-------- DATASET EXCERPTS

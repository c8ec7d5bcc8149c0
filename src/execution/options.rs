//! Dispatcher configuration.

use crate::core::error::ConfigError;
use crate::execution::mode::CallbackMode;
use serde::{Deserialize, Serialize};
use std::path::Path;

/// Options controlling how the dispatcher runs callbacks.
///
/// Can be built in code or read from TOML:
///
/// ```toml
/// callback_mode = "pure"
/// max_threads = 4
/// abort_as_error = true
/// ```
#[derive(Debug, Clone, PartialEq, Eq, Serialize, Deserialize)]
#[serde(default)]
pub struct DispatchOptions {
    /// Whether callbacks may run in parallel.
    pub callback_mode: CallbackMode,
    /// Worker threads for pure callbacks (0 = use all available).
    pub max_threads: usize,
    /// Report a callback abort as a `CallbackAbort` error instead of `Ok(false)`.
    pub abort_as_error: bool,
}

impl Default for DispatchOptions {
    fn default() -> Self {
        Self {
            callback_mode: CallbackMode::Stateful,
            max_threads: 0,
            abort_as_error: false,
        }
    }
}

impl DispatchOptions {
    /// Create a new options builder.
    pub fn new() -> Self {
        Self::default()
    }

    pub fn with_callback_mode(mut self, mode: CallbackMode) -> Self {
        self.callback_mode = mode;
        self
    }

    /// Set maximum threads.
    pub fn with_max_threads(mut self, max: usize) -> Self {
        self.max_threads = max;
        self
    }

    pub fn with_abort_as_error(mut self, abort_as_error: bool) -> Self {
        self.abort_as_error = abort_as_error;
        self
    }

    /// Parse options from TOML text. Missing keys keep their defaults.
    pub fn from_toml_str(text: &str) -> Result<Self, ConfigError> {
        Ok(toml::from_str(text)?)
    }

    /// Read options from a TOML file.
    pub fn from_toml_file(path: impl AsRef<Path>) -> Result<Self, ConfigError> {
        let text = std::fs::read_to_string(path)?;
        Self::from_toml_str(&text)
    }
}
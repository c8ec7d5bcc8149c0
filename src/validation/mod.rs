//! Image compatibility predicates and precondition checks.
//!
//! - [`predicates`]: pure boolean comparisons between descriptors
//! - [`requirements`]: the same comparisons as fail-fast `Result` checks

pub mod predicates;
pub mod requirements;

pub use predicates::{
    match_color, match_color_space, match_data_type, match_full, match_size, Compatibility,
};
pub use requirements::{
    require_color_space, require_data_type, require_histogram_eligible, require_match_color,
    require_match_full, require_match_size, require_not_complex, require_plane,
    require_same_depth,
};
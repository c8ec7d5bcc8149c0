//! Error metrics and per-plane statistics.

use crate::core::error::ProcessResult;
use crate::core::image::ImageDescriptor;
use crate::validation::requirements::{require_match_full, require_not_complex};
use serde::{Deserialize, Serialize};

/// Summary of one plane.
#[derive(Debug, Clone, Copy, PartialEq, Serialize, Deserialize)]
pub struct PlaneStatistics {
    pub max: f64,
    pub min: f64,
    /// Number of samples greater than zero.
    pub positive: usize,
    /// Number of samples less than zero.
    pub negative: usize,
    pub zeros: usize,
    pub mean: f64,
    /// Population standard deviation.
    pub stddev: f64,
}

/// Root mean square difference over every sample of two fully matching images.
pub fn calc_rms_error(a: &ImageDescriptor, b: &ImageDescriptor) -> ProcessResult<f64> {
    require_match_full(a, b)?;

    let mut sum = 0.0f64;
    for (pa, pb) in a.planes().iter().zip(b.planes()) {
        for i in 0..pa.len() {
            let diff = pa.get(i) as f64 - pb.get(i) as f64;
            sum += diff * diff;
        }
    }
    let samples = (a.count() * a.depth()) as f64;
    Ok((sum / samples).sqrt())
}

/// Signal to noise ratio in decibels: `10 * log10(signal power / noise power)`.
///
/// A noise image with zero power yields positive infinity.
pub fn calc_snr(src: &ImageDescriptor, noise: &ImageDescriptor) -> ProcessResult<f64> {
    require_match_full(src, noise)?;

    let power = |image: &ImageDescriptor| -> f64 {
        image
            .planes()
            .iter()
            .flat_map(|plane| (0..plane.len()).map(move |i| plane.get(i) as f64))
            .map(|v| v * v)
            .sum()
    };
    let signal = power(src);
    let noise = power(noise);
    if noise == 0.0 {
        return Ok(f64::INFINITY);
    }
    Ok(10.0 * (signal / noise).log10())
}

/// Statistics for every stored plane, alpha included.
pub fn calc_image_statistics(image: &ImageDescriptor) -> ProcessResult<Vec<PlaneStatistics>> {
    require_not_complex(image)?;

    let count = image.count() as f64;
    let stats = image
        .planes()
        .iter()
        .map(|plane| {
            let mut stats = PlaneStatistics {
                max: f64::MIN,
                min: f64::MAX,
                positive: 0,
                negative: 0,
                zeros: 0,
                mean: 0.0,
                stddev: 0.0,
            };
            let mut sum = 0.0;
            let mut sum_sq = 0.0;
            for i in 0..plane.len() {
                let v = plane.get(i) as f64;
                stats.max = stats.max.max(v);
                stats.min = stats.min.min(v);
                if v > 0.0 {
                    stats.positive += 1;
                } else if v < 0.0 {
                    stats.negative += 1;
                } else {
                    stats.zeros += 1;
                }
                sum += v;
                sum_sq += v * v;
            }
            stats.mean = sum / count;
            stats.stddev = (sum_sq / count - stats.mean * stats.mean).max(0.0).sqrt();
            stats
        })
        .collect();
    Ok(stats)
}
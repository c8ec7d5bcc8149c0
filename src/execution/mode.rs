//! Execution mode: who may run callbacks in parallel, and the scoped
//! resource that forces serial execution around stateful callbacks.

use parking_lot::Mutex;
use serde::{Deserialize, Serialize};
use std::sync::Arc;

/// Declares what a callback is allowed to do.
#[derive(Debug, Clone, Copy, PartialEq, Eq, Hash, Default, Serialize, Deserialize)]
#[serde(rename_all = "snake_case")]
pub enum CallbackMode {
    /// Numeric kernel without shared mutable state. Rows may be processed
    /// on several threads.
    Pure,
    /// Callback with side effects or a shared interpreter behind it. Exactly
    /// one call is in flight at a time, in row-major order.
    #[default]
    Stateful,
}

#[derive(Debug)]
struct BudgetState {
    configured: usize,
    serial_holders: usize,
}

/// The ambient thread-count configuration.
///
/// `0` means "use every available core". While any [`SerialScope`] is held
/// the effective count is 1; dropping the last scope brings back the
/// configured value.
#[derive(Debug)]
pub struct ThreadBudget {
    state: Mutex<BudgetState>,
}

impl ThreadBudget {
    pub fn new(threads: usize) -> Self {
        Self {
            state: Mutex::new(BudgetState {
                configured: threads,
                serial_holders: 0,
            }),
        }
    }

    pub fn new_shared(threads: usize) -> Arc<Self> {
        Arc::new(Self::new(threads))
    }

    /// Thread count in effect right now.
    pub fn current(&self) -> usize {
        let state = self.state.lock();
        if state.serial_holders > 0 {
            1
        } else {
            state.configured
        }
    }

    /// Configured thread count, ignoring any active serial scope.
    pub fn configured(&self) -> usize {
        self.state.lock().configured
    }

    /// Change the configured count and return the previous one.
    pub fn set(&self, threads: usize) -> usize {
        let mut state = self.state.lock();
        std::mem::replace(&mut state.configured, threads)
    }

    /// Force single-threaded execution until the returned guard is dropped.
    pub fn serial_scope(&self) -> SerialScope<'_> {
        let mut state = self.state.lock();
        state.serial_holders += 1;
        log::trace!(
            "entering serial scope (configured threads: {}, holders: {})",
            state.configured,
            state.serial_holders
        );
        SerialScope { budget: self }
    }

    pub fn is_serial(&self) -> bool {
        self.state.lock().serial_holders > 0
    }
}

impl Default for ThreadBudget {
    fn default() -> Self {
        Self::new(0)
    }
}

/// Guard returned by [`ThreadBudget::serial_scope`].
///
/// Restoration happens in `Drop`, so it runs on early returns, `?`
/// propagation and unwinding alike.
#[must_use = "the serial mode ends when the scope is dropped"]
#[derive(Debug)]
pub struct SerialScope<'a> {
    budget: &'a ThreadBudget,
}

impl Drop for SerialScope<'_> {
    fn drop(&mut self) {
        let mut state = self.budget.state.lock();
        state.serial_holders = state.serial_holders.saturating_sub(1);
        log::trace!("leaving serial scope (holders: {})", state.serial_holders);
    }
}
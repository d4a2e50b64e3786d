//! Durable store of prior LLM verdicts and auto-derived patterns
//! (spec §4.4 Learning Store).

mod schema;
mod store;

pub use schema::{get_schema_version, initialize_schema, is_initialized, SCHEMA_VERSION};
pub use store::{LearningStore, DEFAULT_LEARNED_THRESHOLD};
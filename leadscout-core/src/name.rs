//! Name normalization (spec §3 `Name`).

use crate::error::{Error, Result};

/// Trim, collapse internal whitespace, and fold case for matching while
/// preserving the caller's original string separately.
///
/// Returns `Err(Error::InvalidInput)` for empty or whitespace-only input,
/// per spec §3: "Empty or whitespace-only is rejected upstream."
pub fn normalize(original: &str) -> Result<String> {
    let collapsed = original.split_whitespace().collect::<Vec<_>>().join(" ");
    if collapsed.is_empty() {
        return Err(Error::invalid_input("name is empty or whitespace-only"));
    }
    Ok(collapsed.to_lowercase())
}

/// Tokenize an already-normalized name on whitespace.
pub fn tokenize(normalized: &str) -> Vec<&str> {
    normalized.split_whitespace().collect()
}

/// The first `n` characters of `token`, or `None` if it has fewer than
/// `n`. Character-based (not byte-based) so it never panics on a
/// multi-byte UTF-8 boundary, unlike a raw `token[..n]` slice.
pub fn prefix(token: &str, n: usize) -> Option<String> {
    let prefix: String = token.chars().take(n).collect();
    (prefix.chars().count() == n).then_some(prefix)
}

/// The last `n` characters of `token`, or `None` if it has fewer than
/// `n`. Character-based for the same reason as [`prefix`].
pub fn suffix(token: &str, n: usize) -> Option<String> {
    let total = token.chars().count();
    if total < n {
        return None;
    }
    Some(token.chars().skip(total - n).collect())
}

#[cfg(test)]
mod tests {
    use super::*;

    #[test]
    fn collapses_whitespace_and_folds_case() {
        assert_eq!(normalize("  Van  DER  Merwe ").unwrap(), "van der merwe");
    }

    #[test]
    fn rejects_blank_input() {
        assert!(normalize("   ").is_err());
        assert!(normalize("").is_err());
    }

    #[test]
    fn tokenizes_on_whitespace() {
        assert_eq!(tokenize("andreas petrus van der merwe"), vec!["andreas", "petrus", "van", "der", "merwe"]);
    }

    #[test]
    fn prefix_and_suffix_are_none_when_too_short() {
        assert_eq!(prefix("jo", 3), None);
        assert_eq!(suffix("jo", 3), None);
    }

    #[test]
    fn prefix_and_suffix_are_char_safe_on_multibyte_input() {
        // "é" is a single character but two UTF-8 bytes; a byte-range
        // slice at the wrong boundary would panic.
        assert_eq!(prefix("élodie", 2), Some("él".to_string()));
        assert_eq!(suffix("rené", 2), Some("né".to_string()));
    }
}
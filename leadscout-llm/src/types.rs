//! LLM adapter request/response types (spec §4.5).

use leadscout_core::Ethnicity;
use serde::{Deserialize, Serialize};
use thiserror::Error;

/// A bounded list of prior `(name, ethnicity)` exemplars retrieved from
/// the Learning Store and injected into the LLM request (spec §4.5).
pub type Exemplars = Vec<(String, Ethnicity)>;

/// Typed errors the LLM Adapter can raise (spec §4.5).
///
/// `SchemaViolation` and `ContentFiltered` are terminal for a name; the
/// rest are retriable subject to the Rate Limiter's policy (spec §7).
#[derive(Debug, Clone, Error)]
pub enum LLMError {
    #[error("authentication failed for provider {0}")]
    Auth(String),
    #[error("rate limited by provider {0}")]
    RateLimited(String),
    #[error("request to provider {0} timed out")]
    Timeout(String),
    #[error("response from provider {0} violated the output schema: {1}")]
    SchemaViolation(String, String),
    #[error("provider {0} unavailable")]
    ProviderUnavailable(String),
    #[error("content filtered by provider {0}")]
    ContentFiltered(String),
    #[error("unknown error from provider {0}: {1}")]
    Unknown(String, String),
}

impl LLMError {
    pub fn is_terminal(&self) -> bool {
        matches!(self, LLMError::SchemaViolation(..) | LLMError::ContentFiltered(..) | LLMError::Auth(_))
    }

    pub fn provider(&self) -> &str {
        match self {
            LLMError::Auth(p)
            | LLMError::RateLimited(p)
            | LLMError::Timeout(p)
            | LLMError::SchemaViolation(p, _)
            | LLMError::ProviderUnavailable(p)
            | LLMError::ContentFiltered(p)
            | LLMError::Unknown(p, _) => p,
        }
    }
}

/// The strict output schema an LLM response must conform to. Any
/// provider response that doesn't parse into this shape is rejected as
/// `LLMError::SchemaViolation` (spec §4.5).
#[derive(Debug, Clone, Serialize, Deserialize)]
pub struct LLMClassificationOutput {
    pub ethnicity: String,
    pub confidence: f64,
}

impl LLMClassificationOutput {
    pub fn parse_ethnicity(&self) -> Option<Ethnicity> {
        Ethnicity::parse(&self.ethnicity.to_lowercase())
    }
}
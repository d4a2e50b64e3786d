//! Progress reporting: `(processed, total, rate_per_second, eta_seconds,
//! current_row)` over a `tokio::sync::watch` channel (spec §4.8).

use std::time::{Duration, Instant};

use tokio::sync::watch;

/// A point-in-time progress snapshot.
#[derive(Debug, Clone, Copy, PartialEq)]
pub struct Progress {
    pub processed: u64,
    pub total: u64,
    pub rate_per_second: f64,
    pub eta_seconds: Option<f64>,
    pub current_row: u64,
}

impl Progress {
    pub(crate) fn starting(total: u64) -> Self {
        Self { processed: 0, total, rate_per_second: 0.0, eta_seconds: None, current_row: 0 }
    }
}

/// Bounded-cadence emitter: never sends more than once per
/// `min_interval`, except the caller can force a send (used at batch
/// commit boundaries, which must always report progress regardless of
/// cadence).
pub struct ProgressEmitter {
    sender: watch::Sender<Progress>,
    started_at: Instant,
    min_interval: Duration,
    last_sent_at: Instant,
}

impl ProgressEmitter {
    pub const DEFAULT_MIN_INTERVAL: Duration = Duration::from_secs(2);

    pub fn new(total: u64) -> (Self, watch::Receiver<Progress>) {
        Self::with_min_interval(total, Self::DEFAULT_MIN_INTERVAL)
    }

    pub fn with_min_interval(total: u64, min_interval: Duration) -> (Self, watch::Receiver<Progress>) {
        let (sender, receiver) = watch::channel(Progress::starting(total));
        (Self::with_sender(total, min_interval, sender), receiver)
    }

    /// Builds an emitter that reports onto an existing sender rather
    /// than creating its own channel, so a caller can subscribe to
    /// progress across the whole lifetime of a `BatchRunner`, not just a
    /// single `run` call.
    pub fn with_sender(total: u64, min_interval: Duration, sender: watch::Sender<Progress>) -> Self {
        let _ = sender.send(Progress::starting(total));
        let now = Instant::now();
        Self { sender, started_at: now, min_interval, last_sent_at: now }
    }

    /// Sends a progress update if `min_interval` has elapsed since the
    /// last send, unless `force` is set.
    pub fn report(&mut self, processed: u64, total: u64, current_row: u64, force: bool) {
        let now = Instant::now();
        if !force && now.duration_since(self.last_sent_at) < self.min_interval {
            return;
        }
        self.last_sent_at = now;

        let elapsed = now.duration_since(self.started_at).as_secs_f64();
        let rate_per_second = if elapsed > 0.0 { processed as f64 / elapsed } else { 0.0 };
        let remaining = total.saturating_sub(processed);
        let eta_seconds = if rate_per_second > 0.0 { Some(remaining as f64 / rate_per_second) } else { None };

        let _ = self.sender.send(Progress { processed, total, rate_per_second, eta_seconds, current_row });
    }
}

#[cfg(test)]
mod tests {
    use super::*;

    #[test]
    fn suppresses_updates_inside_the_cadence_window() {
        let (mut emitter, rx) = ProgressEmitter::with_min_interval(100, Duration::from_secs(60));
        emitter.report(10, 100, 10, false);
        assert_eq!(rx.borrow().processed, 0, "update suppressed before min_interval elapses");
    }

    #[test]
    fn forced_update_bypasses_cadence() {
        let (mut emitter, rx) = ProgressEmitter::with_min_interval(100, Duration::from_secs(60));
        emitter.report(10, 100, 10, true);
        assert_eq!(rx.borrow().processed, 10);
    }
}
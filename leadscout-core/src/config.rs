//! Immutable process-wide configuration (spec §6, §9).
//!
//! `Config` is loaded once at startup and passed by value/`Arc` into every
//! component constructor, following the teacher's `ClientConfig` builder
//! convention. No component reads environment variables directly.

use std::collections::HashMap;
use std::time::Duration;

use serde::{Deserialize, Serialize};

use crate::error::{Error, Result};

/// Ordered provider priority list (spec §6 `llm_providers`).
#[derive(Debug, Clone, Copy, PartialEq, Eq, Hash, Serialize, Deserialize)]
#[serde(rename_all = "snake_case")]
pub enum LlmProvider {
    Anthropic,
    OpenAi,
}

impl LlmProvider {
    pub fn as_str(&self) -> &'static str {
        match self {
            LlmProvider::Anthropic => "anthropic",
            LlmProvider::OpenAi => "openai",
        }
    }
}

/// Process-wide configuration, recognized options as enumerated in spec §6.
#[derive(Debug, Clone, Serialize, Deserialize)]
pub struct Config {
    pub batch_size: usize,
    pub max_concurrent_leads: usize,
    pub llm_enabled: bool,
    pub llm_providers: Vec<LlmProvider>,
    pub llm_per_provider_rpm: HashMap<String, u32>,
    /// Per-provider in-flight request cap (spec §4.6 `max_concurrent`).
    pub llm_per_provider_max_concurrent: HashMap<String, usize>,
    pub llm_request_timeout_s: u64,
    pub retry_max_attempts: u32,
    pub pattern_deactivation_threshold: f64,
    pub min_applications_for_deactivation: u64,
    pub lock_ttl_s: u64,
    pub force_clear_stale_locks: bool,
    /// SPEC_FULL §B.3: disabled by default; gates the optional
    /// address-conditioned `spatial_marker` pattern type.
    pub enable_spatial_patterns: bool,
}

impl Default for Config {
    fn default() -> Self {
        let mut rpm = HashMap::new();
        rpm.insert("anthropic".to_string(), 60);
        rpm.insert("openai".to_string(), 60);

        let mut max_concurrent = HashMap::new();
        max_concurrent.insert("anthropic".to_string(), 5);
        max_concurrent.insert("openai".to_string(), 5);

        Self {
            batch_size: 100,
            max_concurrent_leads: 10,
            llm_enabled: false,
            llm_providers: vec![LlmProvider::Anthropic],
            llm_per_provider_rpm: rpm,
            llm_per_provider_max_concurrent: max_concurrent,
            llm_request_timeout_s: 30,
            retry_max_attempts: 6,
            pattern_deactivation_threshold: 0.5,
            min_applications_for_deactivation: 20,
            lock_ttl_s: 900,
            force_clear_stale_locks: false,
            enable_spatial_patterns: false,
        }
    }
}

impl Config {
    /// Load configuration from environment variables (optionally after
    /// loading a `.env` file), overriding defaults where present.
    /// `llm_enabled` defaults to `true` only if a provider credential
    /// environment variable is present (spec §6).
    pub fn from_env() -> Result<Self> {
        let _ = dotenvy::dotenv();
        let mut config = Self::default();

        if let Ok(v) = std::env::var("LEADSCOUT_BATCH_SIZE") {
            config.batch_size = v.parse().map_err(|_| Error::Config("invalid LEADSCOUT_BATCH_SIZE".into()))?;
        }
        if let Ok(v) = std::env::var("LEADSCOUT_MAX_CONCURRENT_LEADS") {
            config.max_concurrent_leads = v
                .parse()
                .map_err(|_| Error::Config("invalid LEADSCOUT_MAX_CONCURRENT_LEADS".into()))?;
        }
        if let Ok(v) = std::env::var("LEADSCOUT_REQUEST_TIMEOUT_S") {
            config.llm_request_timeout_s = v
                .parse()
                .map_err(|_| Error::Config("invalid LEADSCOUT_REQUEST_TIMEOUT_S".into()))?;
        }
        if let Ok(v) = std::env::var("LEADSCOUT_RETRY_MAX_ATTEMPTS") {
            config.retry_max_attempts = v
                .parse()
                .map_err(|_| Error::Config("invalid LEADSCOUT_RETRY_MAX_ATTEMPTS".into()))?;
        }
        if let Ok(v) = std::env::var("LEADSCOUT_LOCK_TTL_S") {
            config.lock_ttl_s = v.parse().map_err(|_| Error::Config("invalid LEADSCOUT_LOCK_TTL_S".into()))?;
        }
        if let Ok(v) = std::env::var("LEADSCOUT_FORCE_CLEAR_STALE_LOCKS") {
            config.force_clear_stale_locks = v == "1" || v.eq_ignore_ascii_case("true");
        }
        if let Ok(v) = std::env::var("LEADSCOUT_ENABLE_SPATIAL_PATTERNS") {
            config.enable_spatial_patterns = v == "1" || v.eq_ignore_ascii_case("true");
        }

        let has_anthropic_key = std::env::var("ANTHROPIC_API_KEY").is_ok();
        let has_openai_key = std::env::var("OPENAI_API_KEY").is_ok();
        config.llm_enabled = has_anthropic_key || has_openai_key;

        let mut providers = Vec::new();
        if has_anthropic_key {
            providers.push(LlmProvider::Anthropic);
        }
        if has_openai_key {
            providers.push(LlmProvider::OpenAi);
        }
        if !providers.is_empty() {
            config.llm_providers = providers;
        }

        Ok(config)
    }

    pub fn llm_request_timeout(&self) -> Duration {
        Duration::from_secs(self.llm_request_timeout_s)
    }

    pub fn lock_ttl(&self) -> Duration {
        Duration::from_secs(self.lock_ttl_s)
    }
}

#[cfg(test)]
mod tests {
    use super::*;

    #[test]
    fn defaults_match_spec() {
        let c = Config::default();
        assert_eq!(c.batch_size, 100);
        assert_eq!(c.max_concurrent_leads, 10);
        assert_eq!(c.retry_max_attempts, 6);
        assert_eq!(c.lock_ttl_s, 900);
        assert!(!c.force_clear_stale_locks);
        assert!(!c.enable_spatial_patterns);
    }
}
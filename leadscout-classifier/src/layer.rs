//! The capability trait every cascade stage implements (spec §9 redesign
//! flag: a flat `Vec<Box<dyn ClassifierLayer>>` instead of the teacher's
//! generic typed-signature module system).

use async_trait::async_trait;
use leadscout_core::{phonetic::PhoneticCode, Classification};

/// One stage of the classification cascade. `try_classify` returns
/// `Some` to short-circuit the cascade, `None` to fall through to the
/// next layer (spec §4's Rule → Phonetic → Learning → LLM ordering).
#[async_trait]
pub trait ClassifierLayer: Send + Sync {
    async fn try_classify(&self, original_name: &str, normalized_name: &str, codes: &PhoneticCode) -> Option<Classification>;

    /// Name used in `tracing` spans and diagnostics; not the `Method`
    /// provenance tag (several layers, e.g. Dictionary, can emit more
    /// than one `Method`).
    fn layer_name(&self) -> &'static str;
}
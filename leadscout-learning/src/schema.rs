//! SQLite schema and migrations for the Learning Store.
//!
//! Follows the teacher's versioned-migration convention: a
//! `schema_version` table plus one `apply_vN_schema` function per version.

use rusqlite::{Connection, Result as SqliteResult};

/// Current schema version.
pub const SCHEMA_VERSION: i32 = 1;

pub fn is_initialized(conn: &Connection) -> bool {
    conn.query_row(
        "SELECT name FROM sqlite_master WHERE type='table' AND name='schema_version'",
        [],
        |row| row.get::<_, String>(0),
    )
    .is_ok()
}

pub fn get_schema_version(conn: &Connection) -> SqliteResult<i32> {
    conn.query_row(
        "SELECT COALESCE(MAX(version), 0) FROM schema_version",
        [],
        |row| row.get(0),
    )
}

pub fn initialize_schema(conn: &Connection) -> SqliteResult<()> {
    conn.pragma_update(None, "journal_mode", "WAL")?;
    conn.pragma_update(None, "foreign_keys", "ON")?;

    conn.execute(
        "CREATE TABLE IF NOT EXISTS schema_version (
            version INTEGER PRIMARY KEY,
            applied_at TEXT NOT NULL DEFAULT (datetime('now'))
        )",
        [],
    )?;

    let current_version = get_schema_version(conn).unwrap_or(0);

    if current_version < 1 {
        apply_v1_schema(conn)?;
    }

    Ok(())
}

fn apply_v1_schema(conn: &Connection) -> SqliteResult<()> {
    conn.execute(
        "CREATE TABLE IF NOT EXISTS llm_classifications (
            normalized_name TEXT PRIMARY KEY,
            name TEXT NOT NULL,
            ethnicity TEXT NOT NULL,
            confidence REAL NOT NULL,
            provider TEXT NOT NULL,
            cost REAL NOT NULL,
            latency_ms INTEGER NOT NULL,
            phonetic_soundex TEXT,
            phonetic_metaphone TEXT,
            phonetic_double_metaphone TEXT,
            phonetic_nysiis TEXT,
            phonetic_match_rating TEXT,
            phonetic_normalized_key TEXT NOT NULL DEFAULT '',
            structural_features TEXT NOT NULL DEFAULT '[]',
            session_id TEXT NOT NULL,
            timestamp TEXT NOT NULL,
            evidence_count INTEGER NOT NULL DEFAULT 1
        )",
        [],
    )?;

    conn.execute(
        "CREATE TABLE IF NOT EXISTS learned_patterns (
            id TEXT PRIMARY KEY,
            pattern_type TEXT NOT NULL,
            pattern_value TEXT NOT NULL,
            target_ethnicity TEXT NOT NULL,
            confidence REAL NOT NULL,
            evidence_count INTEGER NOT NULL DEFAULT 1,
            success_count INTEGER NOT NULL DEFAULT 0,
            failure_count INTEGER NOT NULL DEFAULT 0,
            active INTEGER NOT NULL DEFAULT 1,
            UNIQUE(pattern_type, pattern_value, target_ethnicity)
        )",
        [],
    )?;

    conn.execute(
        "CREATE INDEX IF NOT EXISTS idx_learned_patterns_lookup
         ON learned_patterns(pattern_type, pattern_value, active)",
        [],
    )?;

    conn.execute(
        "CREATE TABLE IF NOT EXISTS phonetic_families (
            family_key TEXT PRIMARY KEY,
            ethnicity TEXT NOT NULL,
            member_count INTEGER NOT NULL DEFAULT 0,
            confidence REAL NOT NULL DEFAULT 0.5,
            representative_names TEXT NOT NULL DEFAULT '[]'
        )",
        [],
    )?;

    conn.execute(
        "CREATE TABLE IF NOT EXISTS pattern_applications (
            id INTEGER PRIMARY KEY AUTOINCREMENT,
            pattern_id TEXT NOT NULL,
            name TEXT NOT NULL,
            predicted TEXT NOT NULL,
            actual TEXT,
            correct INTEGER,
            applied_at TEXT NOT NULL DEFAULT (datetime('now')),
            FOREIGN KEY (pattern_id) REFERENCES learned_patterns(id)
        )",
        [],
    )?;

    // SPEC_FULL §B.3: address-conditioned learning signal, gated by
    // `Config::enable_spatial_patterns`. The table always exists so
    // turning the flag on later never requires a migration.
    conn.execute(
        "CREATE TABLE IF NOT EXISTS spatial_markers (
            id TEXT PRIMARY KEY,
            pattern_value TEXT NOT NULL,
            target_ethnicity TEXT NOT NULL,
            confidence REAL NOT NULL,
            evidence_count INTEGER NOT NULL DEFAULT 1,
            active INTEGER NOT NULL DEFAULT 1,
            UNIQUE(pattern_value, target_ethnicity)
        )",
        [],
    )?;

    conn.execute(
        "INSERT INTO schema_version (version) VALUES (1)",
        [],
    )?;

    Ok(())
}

----------------

#### PROBLEM TO SOLVE:
Copy the lines of the data above exactly as written, beginning with the line containing "self.max_threads = max;" and ending with the line containing "comparisons between descriptors", and leave out all other lines.

#### SOLUTION FOR THIS TASK:
        self.max_threads = max;
        self
    }

    pub fn with_abort_as_error(mut self, abort_as_error: bool) -> Self {
        self.abort_as_error = abort_as_error;
        self
    }

    /// Parse options from TOML text. Missing keys keep their defaults.
    pub fn from_toml_str(text: &str) -> Result<Self, ConfigError> {
        Ok(toml::from_str(text)?)
    }

    /// Read options from a TOML file.
    pub fn from_toml_file(path: impl AsRef<Path>) -> Result<Self, ConfigError> {
        let text = std::fs::read_to_string(path)?;
        Self::from_toml_str(&text)
    }
}
repository c8ec7d5bcc8149c0
filename src/validation/mod.rs
//! Image compatibility predicates and precondition checks.
//!
//! - [`predicates`]: pure boolean comparisons between descriptors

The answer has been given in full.